Create a Twitter app and find your consumer token and secret

1. go to https://apps.twitter.com/
2. click `Create New App`
3. fill in the details
4. click on `manage keys and access tokens`
5. click `create my access token`
6. create a new file in the lesson's folder named `keys.json` and copy paste your *Consumer Key (API Key)* and *Consumer Secret (API Secret)* as shown below in this new file:

In [None]:
import json
with open('keys.json', 'r') as fopen:
    keys = json.load(fopen)
print(keys)

### Authentificate with the Twitter API


In [None]:
import tweepy

auth = tweepy.OAuthHandler(keys['consumer_key'], keys['consumer_secret'])
auth.set_access_token(keys['access_token'], keys['access_token_secret'])

# create the api object that we will use to interact with Twitter
api = tweepy.API(auth)

In [None]:
# example of:
tweet = api.update_status('Hey @BovetAlexandre!')

In [None]:
# see all the information contained in a tweet:
print(tweet)

## Collecting tweets from the Streaming API
source : http://tweepy.readthedocs.io/en/v3.5.0/streaming_how_to.html

### Step 1: Creating a StreamListener

This simple stream listener prints status text. The on_data method of Tweepy’s StreamListener conveniently passes data from statuses to the on_status method.
Create class MyStreamListener inheriting from StreamListener and overriding on_status.:

In [None]:
#override tweepy.StreamListener to make it print tweet content when new data arrives
class MyStreamListener(tweepy.StreamListener):

    def on_status(self, status):
        print(status.text)

### Step 2: Creating a Stream

Using the api object we created and the StreamListener we can create a Stream Object:

In [None]:
myStreamListener = MyStreamListener()
myStream = tweepy.Stream(auth = api.auth, listener=myStreamListener)

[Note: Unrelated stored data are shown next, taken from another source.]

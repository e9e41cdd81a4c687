//! YAML server configuration.
//!
//! # Invariants
//! - `db.filename` is required; every other key has a default.
//! - Relative paths are resolved against the directory holding the config
//!   file, so the server behaves the same regardless of the working directory.

use serde::Deserialize;
use std::error::Error;
use std::fmt::{Display, Formatter};
use std::net::{IpAddr, SocketAddr};
use std::path::{Path, PathBuf};
use std::time::Duration;

pub const DEFAULT_CONFIG_PATH: &str = "config/config.prod.yaml";

#[derive(Debug)]
pub enum ConfigError {
    Io { path: PathBuf, source: std::io::Error },
    Parse(serde_yaml::Error),
    Invalid(String),
}

impl Display for ConfigError {
    fn fmt(&self, f: &mut Formatter<'_>) -> std::fmt::Result {
        match self {
            Self::Io { path, source } => {
                write!(f, "cannot read config `{}`: {source}", path.display())
            }
            Self::Parse(err) => write!(f, "invalid config yaml: {err}"),
            Self::Invalid(message) => write!(f, "invalid config: {message}"),
        }
    }
}

impl Error for ConfigError {
    fn source(&self) -> Option<&(dyn Error + 'static)> {
        match self {
            Self::Io { source, .. } => Some(source),
            Self::Parse(err) => Some(err),
            Self::Invalid(_) => None,
        }
    }
}

impl From<serde_yaml::Error> for ConfigError {
    fn from(value: serde_yaml::Error) -> Self {
        Self::Parse(value)
    }
}

#[derive(Debug, Clone, PartialEq, Deserialize)]
#[serde(rename_all = "camelCase", deny_unknown_fields)]
pub struct ServerConfig {
    #[serde(default = "default_bind_address")]
    pub bind_address: String,
    #[serde(default = "default_port")]
    pub port: u16,
    #[serde(default = "default_request_timeout_ms")]
    pub request_timeout_ms: u64,
    pub db: DbConfig,
    #[serde(default)]
    pub log: LogConfig,
}

#[derive(Debug, Clone, PartialEq, Deserialize)]
#[serde(deny_unknown_fields)]
pub struct DbConfig {
    pub filename: PathBuf,
}

#[derive(Debug, Clone, PartialEq, Deserialize)]
#[serde(deny_unknown_fields)]
pub struct LogConfig {
    #[serde(default = "default_log_level")]
    pub level: String,
    #[serde(default = "default_log_dir")]
    pub dir: PathBuf,
    #[serde(default = "default_log_stderr")]
    pub stderr: bool,
}

impl Default for LogConfig {
    fn default() -> Self {
        Self {
            level: default_log_level(),
            dir: default_log_dir(),
            stderr: default_log_stderr(),
        }
    }
}

fn default_bind_address() -> String {
    "127.0.0.1".to_string()
}

fn default_port() -> u16 {
    8080
}

fn default_request_timeout_ms() -> u64 {
    10_000
}

fn default_log_level() -> String {
    clubgest_core::default_log_level().to_string()
}

fn default_log_dir() -> PathBuf {
    PathBuf::from("logs")
}

fn default_log_stderr() -> bool {
    true
}

impl ServerConfig {
    /// Reads and validates the config at `path`.
    pub fn from_file(path: impl AsRef<Path>) -> Result<Self, ConfigError> {
        let path = path.as_ref();
        let io_error = |source| ConfigError::Io {
            path: path.to_path_buf(),
            source,
        };
        let text = std::fs::read_to_string(path).map_err(io_error)?;
        let canonical = std::fs::canonicalize(path).map_err(io_error)?;
        let base_dir = canonical.parent().unwrap_or_else(|| Path::new("/"));
        Self::from_yaml_str(&text, base_dir)
    }

    /// Parses `text`, resolving relative paths against `base_dir`.
    pub fn from_yaml_str(text: &str, base_dir: &Path) -> Result<Self, ConfigError> {
        let mut config: Self = serde_yaml::from_str(text)?;
        config.db.filename = resolve(base_dir, &config.db.filename);
        config.log.dir = resolve(base_dir, &config.log.dir);
        config.validate()?;
        Ok(config)
    }

    pub fn validate(&self) -> Result<(), ConfigError> {
        if self.db.filename.as_os_str().is_empty() {
            return Err(ConfigError::Invalid("db.filename must not be empty".into()));
        }
        if self.request_timeout_ms == 0 {
            return Err(ConfigError::Invalid(
                "requestTimeoutMs must be greater than zero".into(),
            ));
        }
        self.socket_addr().map(|_| ())
    }

    pub fn socket_addr(&self) -> Result<SocketAddr, ConfigError> {
        let ip: IpAddr = self.bind_address.parse().map_err(|_| {
            ConfigError::Invalid(format!(
                "bindAddress `{}` is not an IP address",
                self.bind_address
            ))
        })?;
        Ok(SocketAddr::new(ip, self.port))
    }

    pub fn request_timeout(&self) -> Duration {
        Duration::from_millis(self.request_timeout_ms)
    }
}

fn resolve(base_dir: &Path, path: &Path) -> PathBuf {
    if path.as_os_str().is_empty() || path.is_absolute() {
        path.to_path_buf()
    } else {
        base_dir.join(path)
    }
}

#[cfg(test)]
mod tests {
    use super::*;

    #[test]
    fn defaults_fill_optional_keys() {
        let yaml = "db:\n  filename: club.sqlite3\n";
        let config =
            ServerConfig::from_yaml_str(yaml, Path::new("/srv/club")).expect("config should parse");

        assert_eq!(config.bind_address, "127.0.0.1");
        assert_eq!(config.port, 8080);
        assert_eq!(config.request_timeout(), Duration::from_secs(10));
        assert_eq!(config.db.filename, PathBuf::from("/srv/club/club.sqlite3"));
        assert_eq!(config.log.dir, PathBuf::from("/srv/club/logs"));
        assert!(config.log.stderr);
        assert_eq!(config.log.level, clubgest_core::default_log_level());
    }

    #[test]
    fn explicit_keys_override_defaults() {
        let yaml = r#"
bindAddress: 0.0.0.0
port: 9000
requestTimeoutMs: 250
db:
  filename: /var/lib/club.sqlite3
log:
  level: warn
  dir: var/log
  stderr: false
"#;
        let config = ServerConfig::from_yaml_str(yaml, Path::new("/etc/club")).expect("parse");

        assert_eq!(
            config.socket_addr().expect("addr"),
            "0.0.0.0:9000".parse().expect("literal addr")
        );
        assert_eq!(config.request_timeout(), Duration::from_millis(250));
        assert_eq!(config.db.filename, PathBuf::from("/var/lib/club.sqlite3"));
        assert_eq!(config.log.dir, PathBuf::from("/etc/club/var/log"));
        assert_eq!(config.log.level, "warn");
        assert!(!config.log.stderr);
    }

    #[test]
    fn missing_db_filename_is_rejected() {
        let err = ServerConfig::from_yaml_str("port: 9000\n", Path::new("/"))
            .expect_err("db is required");
        assert!(matches!(err, ConfigError::Parse(_)));
    }

    #[test]
    fn unknown_keys_are_rejected() {
        let yaml = "db:\n  filename: a.db\nverbose: true\n";
        let err = ServerConfig::from_yaml_str(yaml, Path::new("/")).expect_err("unknown key");
        assert!(matches!(err, ConfigError::Parse(_)));
    }

    #[test]
    fn zero_timeout_and_bad_address_are_invalid() {
        let zero = "requestTimeoutMs: 0\ndb:\n  filename: a.db\n";
        assert!(matches!(
            ServerConfig::from_yaml_str(zero, Path::new("/")),
            Err(ConfigError::Invalid(_))
        ));

        let host = "bindAddress: localhost\ndb:\n  filename: a.db\n";
        assert!(matches!(
            ServerConfig::from_yaml_str(host, Path::new("/")),
            Err(ConfigError::Invalid(_))
        ));
    }

    #[test]
    fn from_file_resolves_against_config_directory() {
        let dir = tempfile::tempdir().expect("tempdir");
        let path = dir.path().join("config.yaml");
        std::fs::write(&path, "db:\n  filename: data/club.sqlite3\n").expect("write config");

        let config = ServerConfig::from_file(&path).expect("load config");
        let base = std::fs::canonicalize(dir.path()).expect("canonical dir");
        assert_eq!(config.db.filename, base.join("data/club.sqlite3"));
        assert!(config.log.dir.is_absolute());
    }

    #[test]
    fn from_file_reports_missing_file() {
        let dir = tempfile::tempdir().expect("tempdir");
        let err = ServerConfig::from_file(dir.path().join("absent.yaml")).expect_err("missing");
        assert!(matches!(err, ConfigError::Io { .. }));
    }
}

### Step 3: Starting a Stream

A number of twitter streams are available through Tweepy. Most cases will use filter, the user_stream, or the sitestream. For more information on the capabilities and limitations of the different streams see [Twitter Streaming API Documentation](https://dev.twitter.com/streaming/overview/request-parameters)

In this example we will use filter to stream all tweets containing the word python. The track parameter is an array of search terms to stream.

In [None]:
# this will start tracking tweets with the key word 'new york'.
# to stop it, interrupt the kernel.
# try with different keywords
# you have to run the cell below to disconnect the stream before rerunning this one
myStream.filter(track=['#COP24','COP24','#ClimateChange','#ParisAgreement'])

In [None]:
myStream.disconnect()

In [None]:
myStream.filter(track=['realdonaldtrump,trump'], languages=['en'])

In [None]:
myStream.disconnect()

In [None]:
# streaming tweets from a given location
# we need to provide a comma-separated list of longitude,latitude pairs specifying a set of bounding boxes
# for example for New York
myStream.filter(locations=[-74,40,-73,41])

In [None]:
myStream.disconnect()

### Saving the stream to a file
Lets' define a new StreamListener that will save the collected data to a file

In [None]:
#override tweepy.StreamListener to make it save data to a file
# and limit the maximum number of tweets we want to collect
class StreamSaver(tweepy.StreamListener):
    def __init__(self, filename, max_num_tweets=2000, api=None):
        self.filename = filename
        
        self.num_tweets = 0
        
        self.max_num_tweets = max_num_tweets
        
        tweepy.StreamListener.__init__(self, api=api)
        
        
    def on_data(self, data):
        #print json directly to file
        
        with open(self.filename,'a') as tf:
            tf.write(data)

        self.num_tweets += 1

        if self.num_tweets%100 == 0:
            print(self.num_tweets)

        if self.num_tweets > self.max_num_tweets:
            return False
        
            
    def on_error(self, status):
        print(status)

In [None]:
# create the new StreamListener and stream object that will save collected tweets to a file
saveStream = StreamSaver(filename='tweets.txt', max_num_tweets=1000)
mySaveStream = tweepy.Stream(auth = api.auth, listener=saveStream)


In [None]:
mySaveStream.filter(track=['#COP24','COP24','#ClimateChange','#ParisAgreement'])
mySaveStream.disconnect()